The β-A2Hg3Ge2S8 (A=K and Rb) materials have a unique structure, possessing the high infrared transmission. More studies on β-A2Hg3Ge2S8 (A=K and Rb) are significant to investigate the probability of using these materials for optoelectronic devices. This work presents the results dealing with electronic and optical properties of β-A2Hg3Ge2S8 (A=K and Rb) obtained from first-principles calculations. We used the full potential linear augmented plane wave (FPLAPW) scheme, in the framework of DFT with modified Becke Johnson approximation (mBJ). We present the band structure, density of states (DOS), and electronic charge density.

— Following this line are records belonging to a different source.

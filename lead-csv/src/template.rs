/// Example import file offered for download.
pub const SAMPLE_TEMPLATE: &str = "Name,Company,Email,Phone,Industry,Status,Tier,Source
\"John Doe\",\"Acme Corp\",\"john@acme.com\",\"(555) 123-4567\",\"Technology\",\"Lead\",\"High\",\"manual\"
\"Jane Smith\",\"Tech Solutions\",\"jane@techsol.com\",\"(555) 234-5678\",\"Software\",\"Contacted\",\"Medium\",\"google\"
";

pub const SAMPLE_TEMPLATE_FILE_NAME: &str = "contacts-import-template.csv";
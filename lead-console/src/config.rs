use config::{Config, ConfigError, Environment, File};
use serde::{Deserialize, Serialize};
use std::path::{Path, PathBuf};
use std::time::Duration;

use crate::api::DEFAULT_BASE_URL;
use crate::components::Signature;
use crate::jobs::discovery_poller::PollerConfig;

const DEFAULT_CONFIG: &str = r#"
[server]
# Backend API root, including the /api prefix
base_url = "http://localhost:5001/api"

[polling]
# Discovery job progress polling
interval_secs = 2
max_secs = 300

[campaigns]
default_daily_limit = 30

[export]
# Where exports, previews and templates are saved
# directory = "/home/me/Downloads"

[email]
# Signature appended to outgoing emails
# name = "Jane Doe"
# tagline = "Founder, Example Co"
# email = "jane@example.com"
"#;

#[derive(Debug, Deserialize, Serialize, Clone, Default)]
#[serde(default)]
pub struct ConsoleConfig {
    pub server: ServerConfig,
    pub polling: PollingConfig,
    pub campaigns: CampaignsConfig,
    pub export: ExportConfig,
    pub email: Signature,
}

#[derive(Debug, Deserialize, Serialize, Clone)]
#[serde(default)]
pub struct ServerConfig {
    pub base_url: String,
}

impl Default for ServerConfig {
    fn default() -> Self {
        Self {
            base_url: DEFAULT_BASE_URL.to_string(),
        }
    }
}

#[derive(Debug, Deserialize, Serialize, Clone)]
#[serde(default)]
pub struct PollingConfig {
    pub interval_secs: u64,
    pub max_secs: u64,
}

impl Default for PollingConfig {
    fn default() -> Self {
        Self {
            interval_secs: 2,
            max_secs: 300,
        }
    }
}

impl PollingConfig {
    pub fn poller_config(&self) -> PollerConfig {
        PollerConfig {
            interval: Duration::from_secs(self.interval_secs.max(1)),
            max_duration: Duration::from_secs(self.max_secs),
        }
    }
}

#[derive(Debug, Deserialize, Serialize, Clone)]
#[serde(default)]
pub struct CampaignsConfig {
    pub default_daily_limit: u32,
}

impl Default for CampaignsConfig {
    fn default() -> Self {
        Self {
            default_daily_limit: 30,
        }
    }
}

#[derive(Debug, Deserialize, Serialize, Clone, Default)]
#[serde(default)]
pub struct ExportConfig {
    pub directory: Option<PathBuf>,
}

impl ExportConfig {
    /// Configured directory, else the user's downloads folder, else the
    /// working directory.
    pub fn directory(&self) -> PathBuf {
        self.directory
            .clone()
            .or_else(dirs::download_dir)
            .unwrap_or_else(|| PathBuf::from("."))
    }
}

impl ConsoleConfig {
    /// Loads the default config file, creating it on first run.
    pub fn load() -> Result<(Self, PathBuf), ConfigError> {
        let config_path = get_config_path();
        let config = Self::load_from(&config_path)?;
        Ok((config, config_path))
    }

    /// Reads `path` (written with defaults when missing) and applies
    /// `LEADCTL_SECTION__KEY` environment overrides.
    pub fn load_from(path: &Path) -> Result<Self, ConfigError> {
        if let Some(parent) = path.parent().filter(|p| !p.as_os_str().is_empty()) {
            std::fs::create_dir_all(parent).map_err(|e| {
                ConfigError::Message(format!("Failed to create config directory: {e}"))
            })?;
        }

        if !path.exists() {
            std::fs::write(path, DEFAULT_CONFIG).map_err(|e| {
                ConfigError::Message(format!("Failed to write default config: {e}"))
            })?;
            tracing::info!("Wrote default config to {}", path.display());
        }

        let builder = Config::builder()
            .add_source(File::from(path.to_path_buf()))
            .add_source(Environment::with_prefix("LEADCTL").separator("__"))
            .build()?;

        builder.try_deserialize()
    }
}

pub fn get_config_path() -> PathBuf {
    if let Some(config_dir) = dirs::config_dir() {
        config_dir.join("lead-console").join("console.toml")
    } else {
        PathBuf::from("console.toml")
    }
}

#[cfg(test)]
mod tests {
    use super::*;

    #[test]
    fn test_first_run_writes_defaults() {
        let dir = tempfile::tempdir().unwrap();
        let path = dir.path().join("nested").join("console.toml");

        let config = ConsoleConfig::load_from(&path).unwrap();
        assert!(path.exists());
        assert_eq!(config.server.base_url, "http://localhost:5001/api");
        assert_eq!(config.polling.interval_secs, 2);
        assert_eq!(config.polling.max_secs, 300);
        assert_eq!(config.campaigns.default_daily_limit, 30);
        assert!(config.export.directory.is_none());
        assert!(config.email.name.is_empty());
    }

    #[test]
    fn test_file_values_and_partial_sections() {
        let dir = tempfile::tempdir().unwrap();
        let path = dir.path().join("console.toml");
        std::fs::write(
            &path,
            r#"
[server]
base_url = "http://crm.internal:9000/api"

[campaigns]
default_daily_limit = 50

[export]
directory = "/tmp/leads"

[email]
name = "Sam"
tagline = "Owner"
"#,
        )
        .unwrap();

        let config = ConsoleConfig::load_from(&path).unwrap();
        assert_eq!(config.server.base_url, "http://crm.internal:9000/api");
        assert_eq!(config.campaigns.default_daily_limit, 50);
        assert_eq!(config.polling.max_secs, 300);
        assert_eq!(config.export.directory(), PathBuf::from("/tmp/leads"));
        assert_eq!(config.email.name, "Sam");
        assert_eq!(config.email.email, "");
    }

    #[test]
    fn test_poller_config_from_polling() {
        let polling = PollingConfig {
            interval_secs: 0,
            max_secs: 60,
        };
        let poller = polling.poller_config();
        assert_eq!(poller.interval, Duration::from_secs(1));
        assert_eq!(poller.max_duration, Duration::from_secs(60));
    }
}
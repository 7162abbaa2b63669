use shared_types::FilterOptions;

use crate::api::AnalyticsApi;
use crate::pages::ConsoleContext;

/// Job category and status options served by the backend.
pub struct FilterSidebar {
    ctx: ConsoleContext,
    options: Option<FilterOptions>,
}

impl FilterSidebar {
    pub fn new(ctx: ConsoleContext) -> Self {
        Self { ctx, options: None }
    }

    /// Failures leave the sidebar empty and are only logged.
    pub async fn load(&mut self) {
        match self.ctx.api.filter_options().await {
            Ok(options) => self.options = Some(options),
            Err(e) => tracing::error!("Error loading filter options: {}", e),
        }
    }

    pub fn options(&self) -> Option<&FilterOptions> {
        self.options.as_ref()
    }

    pub fn render(&self) -> String {
        let Some(options) = &self.options else {
            return String::new();
        };

        let mut lines = Vec::new();
        for (title, values) in [
            ("Job Category", &options.job_categories),
            ("Status", &options.statuses),
        ] {
            lines.push(title.to_string());
            lines.extend(values.iter().map(|v| format!("  [ ] {}", v)));
            lines.push(String::new());
        }
        lines.join("\n").trim_end().to_string()
    }
}
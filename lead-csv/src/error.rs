#[derive(Debug, thiserror::Error)]
pub enum CsvError {
    #[error("CSV error: {0}")]
    Csv(#[from] csv::Error),

    #[error("I/O error: {0}")]
    Io(#[from] std::io::Error),

    #[error("Missing required column: {0}")]
    MissingColumn(String),
}
use std::io::{self, BufRead, Write};

/// Blocking yes/no gate placed in front of destructive actions.
pub trait Confirm: Send + Sync {
    fn confirm(&self, title: &str, message: &str) -> bool;
}

/// Asks on the terminal; anything other than `y`/`yes` declines.
pub struct PromptConfirm;

impl Confirm for PromptConfirm {
    fn confirm(&self, title: &str, message: &str) -> bool {
        // The read parks a worker thread; hand its other tasks (the poller)
        // to the rest of the runtime first.
        tokio::task::block_in_place(|| {
            ask(&mut io::stdin().lock(), &mut io::stderr(), title, message)
        })
    }
}

/// Used with `--yes`: every prompt is accepted and logged.
pub struct AssumeYes;

impl Confirm for AssumeYes {
    fn confirm(&self, title: &str, message: &str) -> bool {
        tracing::info!("Auto-confirmed '{}': {}", title, message);
        true
    }
}

fn ask(input: &mut impl BufRead, output: &mut impl Write, title: &str, message: &str) -> bool {
    let _ = write!(output, "{}\n{} [y/N]: ", title, message);
    let _ = output.flush();

    let mut answer = String::new();
    if input.read_line(&mut answer).is_err() {
        return false;
    }
    is_affirmative(&answer)
}

fn is_affirmative(answer: &str) -> bool {
    matches!(answer.trim().to_lowercase().as_str(), "y" | "yes")
}
/// Failure of a single backend call.
#[derive(Debug, thiserror::Error)]
pub enum ApiError {
    #[error("Request failed: {0}")]
    Http(#[from] reqwest::Error),

    #[error("Backend returned {status}: {message}")]
    Status { status: u16, message: String },

    /// `success: false` in an otherwise valid response.
    #[error("{0}")]
    Rejected(String),

    #[error("Invalid response: {0}")]
    Decode(#[from] serde_json::Error),
}

pub type ApiResult<T> = Result<T, ApiError>;

impl ApiError {
    /// Message the backend itself supplied, if any.
    pub fn backend_message(&self) -> Option<&str> {
        match self {
            ApiError::Rejected(message) => Some(message),
            ApiError::Status { message, .. } if !message.is_empty() => Some(message),
            _ => None,
        }
    }
}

In addition, the band structure calculation suggests that the β-A2Hg3Ge2S8 (A=K and Rb) are semiconductors with indirect band gaps of 2.497 and 2.481 eV for β-K2Hg3Ge2S8 and β-Rb2Hg3Ge2S8 compounds, which is in excellent agreement with the estimated value of 2.7 eV for β-K2Hg3Ge2S8. An exhaustive study of the electronic density of states and the electronic charge density redistribution reveals the covalent bonding characteristics between Hg, Ge and S atoms.To get the fundamental characteristics of these two compounds, we have probe their linear optical properties such as the dynamic dielectric function, energy loss function, reflectivity, refractive index and absorption coefficients, In the energy range of 0–15 eV. From the dynamic dielectric constant, the structural anisotropy is clearly observed.Optical response study recommends that the imaginary part of dielectric function spectra is appropriated for to be the interband transition.